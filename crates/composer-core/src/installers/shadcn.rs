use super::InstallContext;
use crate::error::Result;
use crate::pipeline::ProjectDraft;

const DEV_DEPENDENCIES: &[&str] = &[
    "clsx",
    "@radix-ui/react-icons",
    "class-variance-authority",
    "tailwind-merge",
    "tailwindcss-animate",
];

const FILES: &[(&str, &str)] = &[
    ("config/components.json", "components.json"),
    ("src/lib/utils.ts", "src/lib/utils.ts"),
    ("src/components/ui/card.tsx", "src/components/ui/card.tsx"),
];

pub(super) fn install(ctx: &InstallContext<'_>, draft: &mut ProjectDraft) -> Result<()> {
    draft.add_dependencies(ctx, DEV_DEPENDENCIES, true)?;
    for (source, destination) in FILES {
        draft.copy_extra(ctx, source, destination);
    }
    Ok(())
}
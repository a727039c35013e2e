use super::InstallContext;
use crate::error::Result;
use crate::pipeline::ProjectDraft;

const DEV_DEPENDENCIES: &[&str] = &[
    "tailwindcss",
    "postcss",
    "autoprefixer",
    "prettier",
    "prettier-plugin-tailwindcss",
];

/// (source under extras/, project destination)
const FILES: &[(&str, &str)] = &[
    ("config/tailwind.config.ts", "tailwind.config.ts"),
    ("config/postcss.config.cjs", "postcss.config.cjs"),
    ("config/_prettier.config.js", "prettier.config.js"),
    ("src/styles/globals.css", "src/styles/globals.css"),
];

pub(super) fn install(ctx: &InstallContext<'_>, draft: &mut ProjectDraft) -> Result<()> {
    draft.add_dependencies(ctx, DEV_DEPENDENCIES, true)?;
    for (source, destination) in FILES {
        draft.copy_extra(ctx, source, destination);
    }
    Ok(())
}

* TASK ITEM
Pull every line containing the word "config" out of the entries above.

* EXERCISE SOLUTION
    ("config/components.json", "components.json"),
    ("config/tailwind.config.ts", "tailwind.config.ts"),
    ("config/postcss.config.cjs", "postcss.config.cjs"),
    ("config/_prettier.config.js", "prettier.config.js"),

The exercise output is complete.